Dataset entries:
________________________
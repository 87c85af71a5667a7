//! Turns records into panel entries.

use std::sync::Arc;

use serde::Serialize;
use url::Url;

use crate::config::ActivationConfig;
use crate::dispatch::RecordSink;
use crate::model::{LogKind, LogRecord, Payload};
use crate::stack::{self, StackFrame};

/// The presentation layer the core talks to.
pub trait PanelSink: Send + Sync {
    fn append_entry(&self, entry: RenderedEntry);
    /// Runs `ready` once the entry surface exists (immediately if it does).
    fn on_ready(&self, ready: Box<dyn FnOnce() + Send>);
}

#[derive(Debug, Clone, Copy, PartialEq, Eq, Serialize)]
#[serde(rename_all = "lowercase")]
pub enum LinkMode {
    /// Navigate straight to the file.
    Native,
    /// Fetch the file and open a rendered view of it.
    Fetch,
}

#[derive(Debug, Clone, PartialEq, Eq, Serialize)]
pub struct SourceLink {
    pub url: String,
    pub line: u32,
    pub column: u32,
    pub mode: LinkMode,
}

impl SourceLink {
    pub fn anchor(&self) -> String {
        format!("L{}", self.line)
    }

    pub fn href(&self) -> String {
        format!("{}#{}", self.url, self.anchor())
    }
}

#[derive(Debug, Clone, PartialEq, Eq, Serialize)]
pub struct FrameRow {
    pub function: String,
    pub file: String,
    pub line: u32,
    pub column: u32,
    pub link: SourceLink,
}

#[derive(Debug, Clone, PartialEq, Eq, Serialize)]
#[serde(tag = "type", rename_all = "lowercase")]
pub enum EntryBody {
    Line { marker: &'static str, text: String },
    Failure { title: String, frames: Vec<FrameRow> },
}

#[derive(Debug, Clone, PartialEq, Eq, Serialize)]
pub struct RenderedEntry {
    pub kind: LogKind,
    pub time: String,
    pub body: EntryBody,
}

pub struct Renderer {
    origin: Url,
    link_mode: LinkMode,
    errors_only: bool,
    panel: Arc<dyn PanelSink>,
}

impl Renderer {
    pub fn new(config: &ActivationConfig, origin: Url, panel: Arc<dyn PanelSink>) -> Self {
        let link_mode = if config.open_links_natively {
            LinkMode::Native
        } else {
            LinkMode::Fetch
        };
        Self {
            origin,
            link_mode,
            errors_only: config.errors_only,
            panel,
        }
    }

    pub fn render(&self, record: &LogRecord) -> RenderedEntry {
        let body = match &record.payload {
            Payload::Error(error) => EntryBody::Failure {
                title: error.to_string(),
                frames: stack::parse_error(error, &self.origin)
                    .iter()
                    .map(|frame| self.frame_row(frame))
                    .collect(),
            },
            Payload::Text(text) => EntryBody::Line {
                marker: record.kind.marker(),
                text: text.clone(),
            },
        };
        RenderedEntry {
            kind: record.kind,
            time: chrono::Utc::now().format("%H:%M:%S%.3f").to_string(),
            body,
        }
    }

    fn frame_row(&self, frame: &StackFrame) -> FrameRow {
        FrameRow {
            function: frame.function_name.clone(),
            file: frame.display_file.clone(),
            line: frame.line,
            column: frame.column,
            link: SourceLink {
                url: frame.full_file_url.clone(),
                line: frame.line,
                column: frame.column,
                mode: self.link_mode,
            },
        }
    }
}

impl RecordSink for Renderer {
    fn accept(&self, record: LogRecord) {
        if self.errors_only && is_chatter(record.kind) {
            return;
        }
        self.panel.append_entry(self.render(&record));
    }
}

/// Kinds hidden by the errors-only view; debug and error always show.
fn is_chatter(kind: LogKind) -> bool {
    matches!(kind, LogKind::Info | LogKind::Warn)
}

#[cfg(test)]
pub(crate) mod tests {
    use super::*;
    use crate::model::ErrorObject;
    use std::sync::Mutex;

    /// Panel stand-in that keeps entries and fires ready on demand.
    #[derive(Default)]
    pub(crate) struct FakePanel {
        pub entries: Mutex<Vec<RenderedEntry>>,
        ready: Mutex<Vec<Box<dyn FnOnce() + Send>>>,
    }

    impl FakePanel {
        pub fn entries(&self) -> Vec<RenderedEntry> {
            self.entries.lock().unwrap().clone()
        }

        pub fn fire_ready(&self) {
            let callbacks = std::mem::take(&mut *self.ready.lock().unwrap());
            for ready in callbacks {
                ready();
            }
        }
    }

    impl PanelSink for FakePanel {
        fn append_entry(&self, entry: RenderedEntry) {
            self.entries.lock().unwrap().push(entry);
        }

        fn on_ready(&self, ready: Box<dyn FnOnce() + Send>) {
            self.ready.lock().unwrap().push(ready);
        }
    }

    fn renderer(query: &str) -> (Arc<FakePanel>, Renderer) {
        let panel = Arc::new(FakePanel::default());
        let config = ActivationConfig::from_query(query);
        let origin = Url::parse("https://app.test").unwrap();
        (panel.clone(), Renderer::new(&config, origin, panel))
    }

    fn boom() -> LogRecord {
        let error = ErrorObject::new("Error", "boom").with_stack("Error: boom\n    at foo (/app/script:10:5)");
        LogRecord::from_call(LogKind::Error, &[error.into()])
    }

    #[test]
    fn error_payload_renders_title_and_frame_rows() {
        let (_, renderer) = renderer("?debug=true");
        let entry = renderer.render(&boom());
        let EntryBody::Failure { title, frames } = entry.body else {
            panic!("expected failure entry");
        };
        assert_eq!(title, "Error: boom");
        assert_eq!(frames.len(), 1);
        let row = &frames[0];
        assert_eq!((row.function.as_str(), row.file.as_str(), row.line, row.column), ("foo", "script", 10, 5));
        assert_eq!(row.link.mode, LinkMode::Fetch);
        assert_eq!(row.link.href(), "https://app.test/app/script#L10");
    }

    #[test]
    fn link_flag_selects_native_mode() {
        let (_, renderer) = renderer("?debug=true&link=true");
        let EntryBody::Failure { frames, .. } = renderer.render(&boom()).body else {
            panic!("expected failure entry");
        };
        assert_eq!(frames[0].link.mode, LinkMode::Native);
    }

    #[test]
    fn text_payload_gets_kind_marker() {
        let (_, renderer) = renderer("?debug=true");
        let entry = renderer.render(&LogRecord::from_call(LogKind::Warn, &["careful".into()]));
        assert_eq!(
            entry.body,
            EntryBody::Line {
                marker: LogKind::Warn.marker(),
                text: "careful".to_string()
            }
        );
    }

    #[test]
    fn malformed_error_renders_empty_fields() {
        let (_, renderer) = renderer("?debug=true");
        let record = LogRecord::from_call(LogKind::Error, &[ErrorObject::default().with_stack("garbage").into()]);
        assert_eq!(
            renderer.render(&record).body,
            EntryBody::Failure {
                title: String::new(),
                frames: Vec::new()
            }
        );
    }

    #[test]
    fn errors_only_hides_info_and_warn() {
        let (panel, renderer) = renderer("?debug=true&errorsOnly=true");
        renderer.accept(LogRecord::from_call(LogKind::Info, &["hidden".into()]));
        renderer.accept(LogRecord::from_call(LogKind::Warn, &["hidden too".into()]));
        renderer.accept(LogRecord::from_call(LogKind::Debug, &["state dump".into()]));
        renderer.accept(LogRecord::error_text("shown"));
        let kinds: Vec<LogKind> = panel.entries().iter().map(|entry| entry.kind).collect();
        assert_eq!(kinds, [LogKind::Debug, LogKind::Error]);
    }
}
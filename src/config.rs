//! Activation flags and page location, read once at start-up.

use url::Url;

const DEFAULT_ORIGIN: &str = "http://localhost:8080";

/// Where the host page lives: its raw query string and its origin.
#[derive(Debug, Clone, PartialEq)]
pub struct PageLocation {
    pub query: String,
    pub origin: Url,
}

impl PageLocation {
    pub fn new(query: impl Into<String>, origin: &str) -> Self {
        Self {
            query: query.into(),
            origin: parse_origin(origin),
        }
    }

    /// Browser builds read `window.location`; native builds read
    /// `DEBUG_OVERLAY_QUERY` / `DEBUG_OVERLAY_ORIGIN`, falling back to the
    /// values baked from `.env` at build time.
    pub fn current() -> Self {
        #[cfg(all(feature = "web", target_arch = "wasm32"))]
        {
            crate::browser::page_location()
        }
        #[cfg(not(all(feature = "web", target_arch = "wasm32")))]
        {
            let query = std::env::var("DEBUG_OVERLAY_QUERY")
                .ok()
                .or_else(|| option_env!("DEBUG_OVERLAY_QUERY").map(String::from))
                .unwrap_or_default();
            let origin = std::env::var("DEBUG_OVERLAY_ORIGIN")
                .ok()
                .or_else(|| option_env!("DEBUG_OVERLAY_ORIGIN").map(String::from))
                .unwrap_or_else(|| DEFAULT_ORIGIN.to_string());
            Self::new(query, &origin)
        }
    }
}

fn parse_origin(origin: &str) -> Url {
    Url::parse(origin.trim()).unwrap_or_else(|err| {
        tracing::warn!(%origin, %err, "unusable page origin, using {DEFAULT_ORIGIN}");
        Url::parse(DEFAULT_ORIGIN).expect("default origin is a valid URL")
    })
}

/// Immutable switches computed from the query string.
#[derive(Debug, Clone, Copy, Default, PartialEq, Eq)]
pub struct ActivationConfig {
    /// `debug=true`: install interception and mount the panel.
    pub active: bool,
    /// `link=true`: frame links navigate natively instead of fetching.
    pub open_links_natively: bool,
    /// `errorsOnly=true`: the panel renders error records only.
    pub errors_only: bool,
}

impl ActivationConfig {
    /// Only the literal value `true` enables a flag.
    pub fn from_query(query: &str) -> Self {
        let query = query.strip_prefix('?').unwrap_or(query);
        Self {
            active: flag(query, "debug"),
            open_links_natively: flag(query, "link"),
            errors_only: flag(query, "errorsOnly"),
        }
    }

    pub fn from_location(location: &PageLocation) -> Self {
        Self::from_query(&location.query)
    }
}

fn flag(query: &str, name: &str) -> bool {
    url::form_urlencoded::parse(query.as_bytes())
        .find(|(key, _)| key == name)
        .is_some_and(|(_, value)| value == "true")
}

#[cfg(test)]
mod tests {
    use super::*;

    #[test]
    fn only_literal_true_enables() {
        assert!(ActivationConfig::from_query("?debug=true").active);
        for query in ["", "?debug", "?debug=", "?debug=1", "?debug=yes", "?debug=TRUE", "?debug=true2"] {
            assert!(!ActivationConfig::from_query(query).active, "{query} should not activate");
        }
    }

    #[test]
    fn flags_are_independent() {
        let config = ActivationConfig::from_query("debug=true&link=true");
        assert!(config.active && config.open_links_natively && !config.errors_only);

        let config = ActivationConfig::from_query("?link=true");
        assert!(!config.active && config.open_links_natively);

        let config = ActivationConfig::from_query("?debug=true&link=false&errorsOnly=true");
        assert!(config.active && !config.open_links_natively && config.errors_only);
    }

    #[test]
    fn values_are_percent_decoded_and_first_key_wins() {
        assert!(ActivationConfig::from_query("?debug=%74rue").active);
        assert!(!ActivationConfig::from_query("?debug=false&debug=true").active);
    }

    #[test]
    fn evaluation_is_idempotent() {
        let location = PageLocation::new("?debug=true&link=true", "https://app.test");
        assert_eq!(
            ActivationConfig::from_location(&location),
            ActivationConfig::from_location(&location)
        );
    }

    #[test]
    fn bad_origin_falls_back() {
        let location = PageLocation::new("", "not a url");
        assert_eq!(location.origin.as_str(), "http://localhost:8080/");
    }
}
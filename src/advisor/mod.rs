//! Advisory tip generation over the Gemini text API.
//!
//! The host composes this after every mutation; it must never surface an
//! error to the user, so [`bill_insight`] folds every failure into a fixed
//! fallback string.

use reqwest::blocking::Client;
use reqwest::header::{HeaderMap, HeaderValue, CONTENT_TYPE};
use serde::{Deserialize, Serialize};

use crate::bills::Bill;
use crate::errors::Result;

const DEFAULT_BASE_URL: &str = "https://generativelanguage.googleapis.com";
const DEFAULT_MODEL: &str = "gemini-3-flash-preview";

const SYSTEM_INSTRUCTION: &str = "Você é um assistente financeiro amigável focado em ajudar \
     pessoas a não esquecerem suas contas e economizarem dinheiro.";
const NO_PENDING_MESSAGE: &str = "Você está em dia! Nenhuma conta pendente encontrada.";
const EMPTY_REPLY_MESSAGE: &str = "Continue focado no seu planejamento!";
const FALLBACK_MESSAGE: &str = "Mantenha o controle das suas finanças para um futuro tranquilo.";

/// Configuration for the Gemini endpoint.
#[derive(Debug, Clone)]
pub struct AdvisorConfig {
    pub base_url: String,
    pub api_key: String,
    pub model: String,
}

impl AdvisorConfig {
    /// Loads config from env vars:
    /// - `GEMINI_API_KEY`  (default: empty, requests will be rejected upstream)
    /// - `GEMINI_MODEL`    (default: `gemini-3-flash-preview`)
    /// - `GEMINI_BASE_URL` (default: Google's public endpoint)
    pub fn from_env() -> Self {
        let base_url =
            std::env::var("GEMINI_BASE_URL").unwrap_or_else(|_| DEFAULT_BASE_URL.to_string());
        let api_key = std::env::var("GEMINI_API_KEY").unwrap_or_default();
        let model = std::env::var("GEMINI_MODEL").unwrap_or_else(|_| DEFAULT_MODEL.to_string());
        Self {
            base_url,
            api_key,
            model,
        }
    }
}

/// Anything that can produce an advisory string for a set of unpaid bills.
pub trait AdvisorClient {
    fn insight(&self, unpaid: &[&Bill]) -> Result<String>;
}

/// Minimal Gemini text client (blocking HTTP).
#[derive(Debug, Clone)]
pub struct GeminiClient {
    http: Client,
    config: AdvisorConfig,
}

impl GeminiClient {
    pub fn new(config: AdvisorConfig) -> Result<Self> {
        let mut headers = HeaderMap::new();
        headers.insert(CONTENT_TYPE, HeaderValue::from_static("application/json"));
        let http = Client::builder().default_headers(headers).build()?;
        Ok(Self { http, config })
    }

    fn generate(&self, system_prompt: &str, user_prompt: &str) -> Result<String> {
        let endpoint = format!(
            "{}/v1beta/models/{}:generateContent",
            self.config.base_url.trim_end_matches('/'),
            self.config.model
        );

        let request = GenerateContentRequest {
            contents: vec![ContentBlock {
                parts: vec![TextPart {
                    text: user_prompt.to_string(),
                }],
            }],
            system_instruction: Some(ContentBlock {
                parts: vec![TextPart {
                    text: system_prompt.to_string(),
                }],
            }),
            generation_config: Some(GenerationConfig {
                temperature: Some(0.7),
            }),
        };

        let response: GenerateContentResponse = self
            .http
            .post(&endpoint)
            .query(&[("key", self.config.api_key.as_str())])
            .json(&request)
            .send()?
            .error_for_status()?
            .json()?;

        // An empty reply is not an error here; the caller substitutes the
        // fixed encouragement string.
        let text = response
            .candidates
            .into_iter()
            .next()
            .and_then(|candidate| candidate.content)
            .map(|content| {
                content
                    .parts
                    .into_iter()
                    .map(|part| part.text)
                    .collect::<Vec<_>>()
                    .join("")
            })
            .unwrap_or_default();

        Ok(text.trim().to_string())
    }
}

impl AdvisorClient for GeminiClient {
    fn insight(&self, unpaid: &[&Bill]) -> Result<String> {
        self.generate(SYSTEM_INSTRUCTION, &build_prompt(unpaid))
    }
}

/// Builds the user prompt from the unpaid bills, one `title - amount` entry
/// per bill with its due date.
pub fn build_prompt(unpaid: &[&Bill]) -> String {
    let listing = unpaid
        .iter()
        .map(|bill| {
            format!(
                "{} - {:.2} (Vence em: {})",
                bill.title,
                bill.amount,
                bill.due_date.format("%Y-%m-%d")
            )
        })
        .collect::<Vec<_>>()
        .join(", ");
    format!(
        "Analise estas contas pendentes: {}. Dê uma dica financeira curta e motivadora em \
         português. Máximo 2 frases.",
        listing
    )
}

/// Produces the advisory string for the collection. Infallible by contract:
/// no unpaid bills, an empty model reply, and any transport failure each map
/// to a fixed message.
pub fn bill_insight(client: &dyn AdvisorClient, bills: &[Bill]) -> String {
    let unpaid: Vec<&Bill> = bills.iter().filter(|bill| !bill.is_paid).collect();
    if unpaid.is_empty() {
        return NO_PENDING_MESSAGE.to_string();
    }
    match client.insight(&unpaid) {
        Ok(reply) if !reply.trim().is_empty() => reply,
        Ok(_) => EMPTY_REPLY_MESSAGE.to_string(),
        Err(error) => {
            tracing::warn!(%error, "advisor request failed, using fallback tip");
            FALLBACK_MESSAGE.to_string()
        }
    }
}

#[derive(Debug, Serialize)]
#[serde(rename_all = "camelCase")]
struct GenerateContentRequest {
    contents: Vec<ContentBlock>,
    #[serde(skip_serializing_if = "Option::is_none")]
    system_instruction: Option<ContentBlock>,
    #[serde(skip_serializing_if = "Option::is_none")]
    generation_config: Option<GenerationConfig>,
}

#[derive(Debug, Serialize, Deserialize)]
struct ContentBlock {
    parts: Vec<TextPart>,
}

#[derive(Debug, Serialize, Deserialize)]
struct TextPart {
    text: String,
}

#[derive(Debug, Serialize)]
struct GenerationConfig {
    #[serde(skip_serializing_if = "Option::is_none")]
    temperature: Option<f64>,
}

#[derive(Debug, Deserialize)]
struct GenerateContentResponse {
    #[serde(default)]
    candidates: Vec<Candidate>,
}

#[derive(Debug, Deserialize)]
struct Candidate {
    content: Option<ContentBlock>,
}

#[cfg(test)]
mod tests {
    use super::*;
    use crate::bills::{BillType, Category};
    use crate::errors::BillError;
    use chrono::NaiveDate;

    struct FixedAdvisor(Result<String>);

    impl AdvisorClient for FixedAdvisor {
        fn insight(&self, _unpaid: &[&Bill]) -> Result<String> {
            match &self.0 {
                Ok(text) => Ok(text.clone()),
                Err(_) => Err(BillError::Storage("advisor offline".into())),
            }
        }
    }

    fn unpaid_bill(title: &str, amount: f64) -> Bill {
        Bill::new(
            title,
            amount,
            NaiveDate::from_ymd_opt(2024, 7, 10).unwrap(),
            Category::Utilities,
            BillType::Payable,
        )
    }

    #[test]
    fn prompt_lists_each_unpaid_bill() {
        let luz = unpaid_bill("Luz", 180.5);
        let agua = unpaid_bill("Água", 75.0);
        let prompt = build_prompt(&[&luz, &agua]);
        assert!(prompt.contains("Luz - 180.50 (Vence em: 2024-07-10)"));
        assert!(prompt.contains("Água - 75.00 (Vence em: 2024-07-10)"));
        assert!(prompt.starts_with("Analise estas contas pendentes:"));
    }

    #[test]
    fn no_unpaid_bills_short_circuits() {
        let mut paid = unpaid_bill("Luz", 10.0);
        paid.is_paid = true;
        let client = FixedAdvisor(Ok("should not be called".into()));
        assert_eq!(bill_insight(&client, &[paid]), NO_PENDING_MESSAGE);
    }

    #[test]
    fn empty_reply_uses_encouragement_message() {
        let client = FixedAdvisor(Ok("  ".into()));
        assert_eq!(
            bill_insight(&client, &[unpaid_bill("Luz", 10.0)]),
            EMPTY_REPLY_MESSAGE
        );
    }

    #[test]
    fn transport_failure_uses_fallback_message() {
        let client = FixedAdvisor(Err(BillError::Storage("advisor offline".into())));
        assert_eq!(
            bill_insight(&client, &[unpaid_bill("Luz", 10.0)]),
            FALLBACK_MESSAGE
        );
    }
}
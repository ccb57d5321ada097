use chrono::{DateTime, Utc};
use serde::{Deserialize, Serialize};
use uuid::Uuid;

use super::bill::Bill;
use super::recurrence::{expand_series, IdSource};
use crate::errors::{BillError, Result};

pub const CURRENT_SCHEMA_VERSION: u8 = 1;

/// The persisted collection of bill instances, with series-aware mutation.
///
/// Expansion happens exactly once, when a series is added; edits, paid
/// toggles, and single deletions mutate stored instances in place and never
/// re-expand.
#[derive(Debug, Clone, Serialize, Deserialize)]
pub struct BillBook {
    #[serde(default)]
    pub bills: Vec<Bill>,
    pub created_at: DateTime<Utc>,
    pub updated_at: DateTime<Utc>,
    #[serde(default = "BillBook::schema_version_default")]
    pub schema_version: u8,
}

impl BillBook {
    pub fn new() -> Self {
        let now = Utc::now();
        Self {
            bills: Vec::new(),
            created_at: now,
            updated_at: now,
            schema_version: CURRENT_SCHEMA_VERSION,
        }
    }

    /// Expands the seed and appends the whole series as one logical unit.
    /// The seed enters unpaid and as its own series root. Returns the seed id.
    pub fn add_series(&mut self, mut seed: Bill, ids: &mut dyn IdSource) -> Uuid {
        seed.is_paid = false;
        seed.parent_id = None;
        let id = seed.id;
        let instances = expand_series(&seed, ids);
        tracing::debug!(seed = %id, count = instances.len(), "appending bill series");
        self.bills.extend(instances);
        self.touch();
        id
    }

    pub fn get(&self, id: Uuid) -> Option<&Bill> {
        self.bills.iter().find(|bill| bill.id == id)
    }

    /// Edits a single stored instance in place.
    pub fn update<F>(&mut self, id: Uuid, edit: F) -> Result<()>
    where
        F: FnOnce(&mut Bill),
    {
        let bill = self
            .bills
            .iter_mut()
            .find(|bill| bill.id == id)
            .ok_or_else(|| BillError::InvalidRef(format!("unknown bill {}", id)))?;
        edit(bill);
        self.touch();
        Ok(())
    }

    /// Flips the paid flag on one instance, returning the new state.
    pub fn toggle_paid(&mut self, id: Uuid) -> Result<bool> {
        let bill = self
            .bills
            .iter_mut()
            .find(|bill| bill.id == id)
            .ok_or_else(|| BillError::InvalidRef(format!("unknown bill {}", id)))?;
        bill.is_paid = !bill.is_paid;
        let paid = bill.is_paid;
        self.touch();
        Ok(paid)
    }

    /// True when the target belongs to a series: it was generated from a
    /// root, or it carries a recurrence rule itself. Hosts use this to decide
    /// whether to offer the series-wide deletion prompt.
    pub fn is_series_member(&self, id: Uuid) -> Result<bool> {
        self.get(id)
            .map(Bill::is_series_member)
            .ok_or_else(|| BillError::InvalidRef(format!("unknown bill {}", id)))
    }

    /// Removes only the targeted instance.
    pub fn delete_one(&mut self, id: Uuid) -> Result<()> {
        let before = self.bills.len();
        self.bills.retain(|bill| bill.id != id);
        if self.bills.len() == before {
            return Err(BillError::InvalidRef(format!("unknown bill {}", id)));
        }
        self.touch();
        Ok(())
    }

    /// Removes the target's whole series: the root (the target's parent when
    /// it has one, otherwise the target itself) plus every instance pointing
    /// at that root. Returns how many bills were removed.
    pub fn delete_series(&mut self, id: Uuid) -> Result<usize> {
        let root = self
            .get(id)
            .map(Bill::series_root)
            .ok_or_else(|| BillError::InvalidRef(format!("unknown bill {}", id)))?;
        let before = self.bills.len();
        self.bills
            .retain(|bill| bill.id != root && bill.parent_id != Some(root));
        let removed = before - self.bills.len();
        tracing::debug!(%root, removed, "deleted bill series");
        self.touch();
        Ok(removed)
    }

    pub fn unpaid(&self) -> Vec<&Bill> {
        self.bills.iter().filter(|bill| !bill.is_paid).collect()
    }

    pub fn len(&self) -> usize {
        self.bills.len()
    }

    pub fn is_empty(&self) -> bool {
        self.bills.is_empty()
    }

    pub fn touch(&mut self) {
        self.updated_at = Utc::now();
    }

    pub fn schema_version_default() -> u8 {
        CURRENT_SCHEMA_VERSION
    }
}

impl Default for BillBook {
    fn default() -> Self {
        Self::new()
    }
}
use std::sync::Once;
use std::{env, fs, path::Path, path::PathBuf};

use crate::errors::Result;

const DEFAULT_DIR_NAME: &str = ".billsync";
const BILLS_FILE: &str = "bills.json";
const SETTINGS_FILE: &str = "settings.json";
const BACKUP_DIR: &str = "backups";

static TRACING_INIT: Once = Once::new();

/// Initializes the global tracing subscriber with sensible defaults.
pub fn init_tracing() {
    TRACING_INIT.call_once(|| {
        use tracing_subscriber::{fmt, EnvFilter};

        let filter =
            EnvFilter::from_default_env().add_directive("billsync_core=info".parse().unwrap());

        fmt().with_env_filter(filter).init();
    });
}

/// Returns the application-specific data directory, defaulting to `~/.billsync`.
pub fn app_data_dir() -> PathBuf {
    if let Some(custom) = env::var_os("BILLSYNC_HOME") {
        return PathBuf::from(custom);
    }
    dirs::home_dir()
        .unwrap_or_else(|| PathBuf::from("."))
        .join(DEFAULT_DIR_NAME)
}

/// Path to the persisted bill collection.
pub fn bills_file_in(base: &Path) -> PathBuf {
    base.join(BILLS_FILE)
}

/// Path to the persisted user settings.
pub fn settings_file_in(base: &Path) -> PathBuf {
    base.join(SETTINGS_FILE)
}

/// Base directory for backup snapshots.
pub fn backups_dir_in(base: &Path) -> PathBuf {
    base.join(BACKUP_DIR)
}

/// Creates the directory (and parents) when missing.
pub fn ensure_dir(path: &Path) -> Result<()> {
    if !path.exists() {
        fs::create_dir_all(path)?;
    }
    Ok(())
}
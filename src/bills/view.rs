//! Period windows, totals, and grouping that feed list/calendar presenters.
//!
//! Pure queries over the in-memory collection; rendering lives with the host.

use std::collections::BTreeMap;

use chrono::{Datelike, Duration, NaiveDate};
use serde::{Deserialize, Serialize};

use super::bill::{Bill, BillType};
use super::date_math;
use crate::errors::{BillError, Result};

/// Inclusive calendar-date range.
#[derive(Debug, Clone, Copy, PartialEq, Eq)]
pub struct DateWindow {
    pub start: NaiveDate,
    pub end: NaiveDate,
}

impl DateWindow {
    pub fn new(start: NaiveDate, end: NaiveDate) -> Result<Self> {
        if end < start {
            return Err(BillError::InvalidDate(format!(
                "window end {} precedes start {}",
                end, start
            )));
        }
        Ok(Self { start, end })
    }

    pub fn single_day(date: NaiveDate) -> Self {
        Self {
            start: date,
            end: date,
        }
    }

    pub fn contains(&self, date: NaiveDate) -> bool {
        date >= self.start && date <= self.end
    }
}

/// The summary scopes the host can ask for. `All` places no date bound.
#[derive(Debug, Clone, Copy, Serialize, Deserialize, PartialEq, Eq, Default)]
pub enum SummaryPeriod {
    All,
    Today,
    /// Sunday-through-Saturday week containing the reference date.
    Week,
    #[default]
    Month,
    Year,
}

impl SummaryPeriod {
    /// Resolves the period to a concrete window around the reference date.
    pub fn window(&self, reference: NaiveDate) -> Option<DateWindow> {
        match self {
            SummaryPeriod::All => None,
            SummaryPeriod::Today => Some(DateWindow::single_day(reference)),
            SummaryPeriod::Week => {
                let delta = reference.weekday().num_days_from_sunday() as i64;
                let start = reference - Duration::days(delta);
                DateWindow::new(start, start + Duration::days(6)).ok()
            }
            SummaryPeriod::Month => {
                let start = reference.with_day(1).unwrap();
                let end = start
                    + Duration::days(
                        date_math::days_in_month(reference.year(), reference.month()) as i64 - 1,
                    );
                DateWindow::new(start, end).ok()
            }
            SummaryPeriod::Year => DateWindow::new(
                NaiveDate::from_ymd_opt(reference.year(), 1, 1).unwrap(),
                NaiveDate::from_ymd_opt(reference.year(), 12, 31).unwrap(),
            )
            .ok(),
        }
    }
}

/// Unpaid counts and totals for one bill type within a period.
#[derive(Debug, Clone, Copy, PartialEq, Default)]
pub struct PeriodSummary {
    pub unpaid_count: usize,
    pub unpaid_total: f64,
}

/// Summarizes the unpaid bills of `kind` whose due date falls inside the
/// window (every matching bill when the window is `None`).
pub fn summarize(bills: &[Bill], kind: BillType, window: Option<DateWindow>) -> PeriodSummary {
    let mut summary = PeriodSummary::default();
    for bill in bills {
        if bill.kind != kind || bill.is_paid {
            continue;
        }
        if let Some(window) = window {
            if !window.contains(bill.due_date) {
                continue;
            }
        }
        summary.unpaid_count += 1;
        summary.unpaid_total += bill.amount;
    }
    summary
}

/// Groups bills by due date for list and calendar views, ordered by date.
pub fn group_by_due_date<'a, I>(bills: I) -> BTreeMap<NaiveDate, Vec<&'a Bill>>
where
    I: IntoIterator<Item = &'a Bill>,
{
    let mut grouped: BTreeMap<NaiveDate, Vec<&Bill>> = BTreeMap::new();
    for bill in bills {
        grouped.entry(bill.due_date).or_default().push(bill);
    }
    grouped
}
________________________
■ TASK STATEMENT: Supply the number of lines above that contain the word "bool", and nothing else.

■ FINISHED TASK: 10